__Directions__.
Below is some data. Retype exactly the lines starting at the one with "EnvFilter::from_default_env()" and ending at the one with "Record file format".

START Records provided

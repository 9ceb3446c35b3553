// CohortQuery - util/error.rs
//
// Typed error hierarchy with context-preserving error chains.
// Every fatal condition keeps its causal chain for diagnostic logging.

use std::fmt;
use std::io;
use std::path::PathBuf;

/// Top-level error type for all CohortQuery operations.
/// Errors are categorised by the subsystem that produced them.
#[derive(Debug)]
pub enum CohortQueryError {
    /// Roster file parsing failed.
    Parse(ParseError),

    /// Export operation failed.
    Export(ExportError),

    /// I/O error with path context.
    Io {
        path: PathBuf,
        operation: &'static str,
        source: io::Error,
    },
}

impl fmt::Display for CohortQueryError {
    fn fmt(&self, f: &mut fmt::Formatter<'_>) -> fmt::Result {
        match self {
            Self::Parse(e) => write!(f, "Parse error: {e}"),
            Self::Export(e) => write!(f, "Export error: {e}"),
            Self::Io {
                path,
                operation,
                source,
            } => write!(
                f,
                "I/O error during {operation} on '{}': {source}",
                path.display()
            ),
        }
    }
}

impl std::error::Error for CohortQueryError {
    fn source(&self) -> Option<&(dyn std::error::Error + 'static)> {
        match self {
            Self::Parse(e) => Some(e),
            Self::Export(e) => Some(e),
            Self::Io { source, .. } => Some(source),
        }
    }
}

// ---------------------------------------------------------------------------
// Parse errors
// ---------------------------------------------------------------------------

/// Errors related to roster file parsing. All of them are fatal for the file.
#[derive(Debug)]
pub enum ParseError {
    /// A line did not split into the expected number of fields.
    FieldCount {
        file: PathBuf,
        line_number: u64,
        found: usize,
        expected: usize,
    },

    /// File encoding is not valid UTF-8.
    InvalidEncoding {
        file: PathBuf,
        source: std::string::FromUtf8Error,
    },

    /// The delimited reader failed.
    Csv { file: PathBuf, source: csv::Error },
}

impl fmt::Display for ParseError {
    fn fmt(&self, f: &mut fmt::Formatter<'_>) -> fmt::Result {
        match self {
            Self::FieldCount {
                file,
                line_number,
                found,
                expected,
            } => write!(
                f,
                "'{}' line {line_number}: expected {expected} '|'-separated fields, found {found}",
                file.display()
            ),
            Self::InvalidEncoding { file, source } => {
                write!(f, "'{}': invalid UTF-8 encoding: {source}", file.display())
            }
            Self::Csv { file, source } => {
                write!(f, "'{}': {source}", file.display())
            }
        }
    }
}

impl std::error::Error for ParseError {
    fn source(&self) -> Option<&(dyn std::error::Error + 'static)> {
        match self {
            Self::InvalidEncoding { source, .. } => Some(source),
            Self::Csv { source, .. } => Some(source),
            Self::FieldCount { .. } => None,
        }
    }
}

impl From<ParseError> for CohortQueryError {
    fn from(e: ParseError) -> Self {
        Self::Parse(e)
    }
}

// ---------------------------------------------------------------------------
// Export errors
// ---------------------------------------------------------------------------

/// Errors related to export operations.
#[derive(Debug)]
pub enum ExportError {
    /// I/O error writing the export file.
    Io { path: PathBuf, source: io::Error },

    /// CSV serialisation error.
    Csv { path: PathBuf, source: csv::Error },

    /// JSON serialisation error.
    Json {
        path: PathBuf,
        source: serde_json::Error,
    },
}

impl fmt::Display for ExportError {
    fn fmt(&self, f: &mut fmt::Formatter<'_>) -> fmt::Result {
        match self {
            Self::Io { path, source } => {
                write!(f, "Export I/O error '{}': {source}", path.display())
            }
            Self::Csv { path, source } => {
                write!(f, "CSV export error '{}': {source}", path.display())
            }
            Self::Json { path, source } => {
                write!(f, "JSON export error '{}': {source}", path.display())
            }
        }
    }
}

impl std::error::Error for ExportError {
    fn source(&self) -> Option<&(dyn std::error::Error + 'static)> {
        match self {
            Self::Io { source, .. } => Some(source),
            Self::Csv { source, .. } => Some(source),
            Self::Json { source, .. } => Some(source),
        }
    }
}

impl From<ExportError> for CohortQueryError {
    fn from(e: ExportError) -> Self {
        Self::Export(e)
    }
}

// ---------------------------------------------------------------------------
// Config errors
// ---------------------------------------------------------------------------

/// Errors related to configuration loading.
///
/// Never fatal: `load_config` reports each one as a warning and falls back
/// to the default value.
#[derive(Debug)]
pub enum ConfigError {
    /// TOML parsing failed.
    TomlParse {
        path: PathBuf,
        source: toml::de::Error,
    },

    /// A config value is out of the allowed range.
    ValueOutOfRange {
        field: String,
        value: String,
        expected: String,
    },

    /// I/O error reading config file.
    Io { path: PathBuf, source: io::Error },
}

impl fmt::Display for ConfigError {
    fn fmt(&self, f: &mut fmt::Formatter<'_>) -> fmt::Result {
        match self {
            Self::TomlParse { path, source } => {
                write!(f, "Config parse error '{}': {source}", path.display())
            }
            Self::ValueOutOfRange {
                field,
                value,
                expected,
            } => write!(
                f,
                "Config '{field}' = '{value}' is out of range. Expected: {expected}"
            ),
            Self::Io { path, source } => {
                write!(f, "Config I/O error '{}': {source}", path.display())
            }
        }
    }
}

impl std::error::Error for ConfigError {
    fn source(&self) -> Option<&(dyn std::error::Error + 'static)> {
        match self {
            Self::TomlParse { source, .. } => Some(source),
            Self::Io { source, .. } => Some(source),
            _ => None,
        }
    }
}

/// Convenience type alias for CohortQuery results.
pub type Result<T> = std::result::Result<T, CohortQueryError>;
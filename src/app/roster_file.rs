// CohortQuery - app/roster_file.rs
//
// File-path entry points for every roster query.
// Each call reads and parses the file once, then runs the query over the
// parsed records; nothing is cached between calls.

use crate::core::model::{DataRow, HouseRosters};
use crate::core::parser;
use crate::core::query::Roster;
use crate::platform::fs;
use crate::util::error::Result;
use std::collections::BTreeSet;
use std::path::Path;

/// Read and parse a roster file.
///
/// Errors: missing/unreadable file, invalid UTF-8, or any line without
/// exactly five fields.
pub fn load_roster(path: &Path) -> Result<Roster> {
    let content = fs::read_roster_file(path)?;
    let records = parser::parse_content(&content, path)?;
    tracing::info!(
        path = %path.display(),
        records = records.len(),
        "Roster loaded"
    );
    Ok(Roster::new(records))
}

/// Distinct non-empty house names in the file.
pub fn all_houses(path: &Path) -> Result<BTreeSet<String>> {
    Ok(load_roster(path)?.all_houses())
}

/// Sorted student names, optionally restricted to one cohort.
///
/// Pass `constants::ALL_COHORTS` for every cohort.
pub fn students_by_cohort(path: &Path, cohort: &str) -> Result<Vec<String>> {
    Ok(load_roster(path)?.students_by_cohort(cohort))
}

pub fn all_names_by_house(path: &Path) -> Result<HouseRosters> {
    Ok(load_roster(path)?.all_names_by_house())
}

pub fn all_data(path: &Path) -> Result<Vec<DataRow>> {
    Ok(load_roster(path)?.all_data())
}

/// Cohort tag for `name` ("First Last"), or `None` when the name is
/// malformed or absent. File errors still propagate.
pub fn get_cohort_for(path: &Path, name: &str) -> Result<Option<String>> {
    Ok(load_roster(path)?.get_cohort_for(name).map(str::to_string))
}

pub fn find_duped_last_names(path: &Path) -> Result<Vec<String>> {
    Ok(load_roster(path)?.find_duped_last_names())
}

/// Housemates of `name`; see [`Roster::get_housemates_for`] for the
/// exclusion rule.
pub fn get_housemates_for(path: &Path, name: &str) -> Result<BTreeSet<String>> {
    Ok(load_roster(path)?.get_housemates_for(name))
}
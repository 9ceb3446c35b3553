// CohortQuery - util/logging.rs
//
// Structured logging with runtime-selectable debug mode.
//
// Activation:
//   - Environment variable: RUST_LOG=debug (or trace)
//   - CLI flag: --debug
//   - Config file: [logging] level = "debug"
//
// Output: stderr only, so query results on stdout stay clean for piping.
// Person names are only ever logged at debug level or below.

use tracing_subscriber::EnvFilter;

/// Initialise the logging subsystem.
///
/// `debug_flag` is true when the user passed --debug on the CLI.
/// `config_level` is the level from config.toml (if present).
///
/// Priority: RUST_LOG env var > CLI --debug flag > config level > default.
pub fn init(debug_flag: bool, config_level: Option<&str>) {
    let filter = if std::env::var("RUST_LOG").is_ok() {
        EnvFilter::from_default_env()
    } else if debug_flag {
        EnvFilter::new("debug")
    } else if let Some(level) = config_level {
        EnvFilter::new(level)
    } else {
        EnvFilter::new(super::constants::DEFAULT_LOG_LEVEL)
    };

    // try_init: a second call (e.g. from tests) must not panic.
    let _ = tracing_subscriber::fmt()
        .with_env_filter(filter)
        .with_writer(std::io::stderr)
        .with_target(true)
        .with_file(true)
        .with_line_number(true)
        .compact()
        .try_init();

    tracing::debug!(
        app = super::constants::APP_NAME,
        version = super::constants::APP_VERSION,
        "Logging initialised"
    );
}
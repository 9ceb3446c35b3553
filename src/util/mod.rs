// CohortQuery - util/mod.rs
//
// Utility modules: error types, named constants, logging setup.
// No dependencies on core, app, or platform layers.

pub mod constants;
pub mod error;
pub mod logging;
// CohortQuery - util/constants.rs
//
// Single source of truth for all named constants, limits, and defaults.

// =============================================================================
// Application metadata
// =============================================================================

/// Application display name.
pub const APP_NAME: &str = "CohortQuery";

/// Application identifier used for config/data directories.
pub const APP_ID: &str = "CohortQuery";

/// Current application version (updated by release script).
pub const APP_VERSION: &str = env!("CARGO_PKG_VERSION");

// =============================================================================
// Record file format
// =============================================================================

/// Field separator in roster files.
pub const FIELD_DELIMITER: u8 = b'|';

/// Number of fields every record line must carry:
/// first name, last name, house, adviser, cohort tag.
pub const RECORD_FIELD_COUNT: usize = 5;

/// Cohort tag marking an instructor.
pub const INSTRUCTOR_TAG: &str = "I";

/// Cohort tag marking a ghost.
pub const GHOST_TAG: &str = "G";

/// Cohort name that disables cohort filtering in `students_by_cohort`.
pub const ALL_COHORTS: &str = "All";

// =============================================================================
// Houses
// =============================================================================

pub const HOUSE_DUMBLEDORES_ARMY: &str = "Dumbledore's Army";
pub const HOUSE_GRYFFINDOR: &str = "Gryffindor";
pub const HOUSE_HUFFLEPUFF: &str = "Hufflepuff";
pub const HOUSE_RAVENCLAW: &str = "Ravenclaw";
pub const HOUSE_SLYTHERIN: &str = "Slytherin";

// =============================================================================
// Logging
// =============================================================================

/// Default log level. Query output goes to stdout, so the default stays quiet.
pub const DEFAULT_LOG_LEVEL: &str = "warn";

/// Log levels accepted in `[logging] level`.
pub const VALID_LOG_LEVELS: &[&str] = &["error", "warn", "info", "debug", "trace"];

// =============================================================================
// Configuration
// =============================================================================

/// Configuration file name.
pub const CONFIG_FILE_NAME: &str = "config.toml";

/// Roster file used when neither the CLI nor config names one.
pub const DEFAULT_DATA_FILE_NAME: &str = "cohort_data.txt";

END Records provided

__Answer space__.
        EnvFilter::from_default_env()
    } else if debug_flag {
        EnvFilter::new("debug")
    } else if let Some(level) = config_level {
        EnvFilter::new(level)
    } else {
        EnvFilter::new(super::constants::DEFAULT_LOG_LEVEL)
    };

    // try_init: a second call (e.g. from tests) must not panic.
    let _ = tracing_subscriber::fmt()
        .with_env_filter(filter)
        .with_writer(std::io::stderr)
        .with_target(true)
        .with_file(true)
        .with_line_number(true)
        .compact()
        .try_init();

    tracing::debug!(
        app = super::constants::APP_NAME,
        version = super::constants::APP_VERSION,
        "Logging initialised"
    );
}
repository 9ceb3446c35b3553
filename src/util/mod.rs
// CohortQuery - util/mod.rs
//
// Utility modules: error types, named constants, logging setup.
// No dependencies on core, app, or platform layers.

pub mod constants;
pub mod error;
pub mod logging;
// CohortQuery - util/constants.rs
//
// Single source of truth for all named constants, limits, and defaults.

// =============================================================================
// Application metadata
// =============================================================================

/// Application display name.
pub const APP_NAME: &str = "CohortQuery";

/// Application identifier used for config/data directories.
pub const APP_ID: &str = "CohortQuery";

/// Current application version (updated by release script).
pub const APP_VERSION: &str = env!("CARGO_PKG_VERSION");

// =============================================================================
// Record file format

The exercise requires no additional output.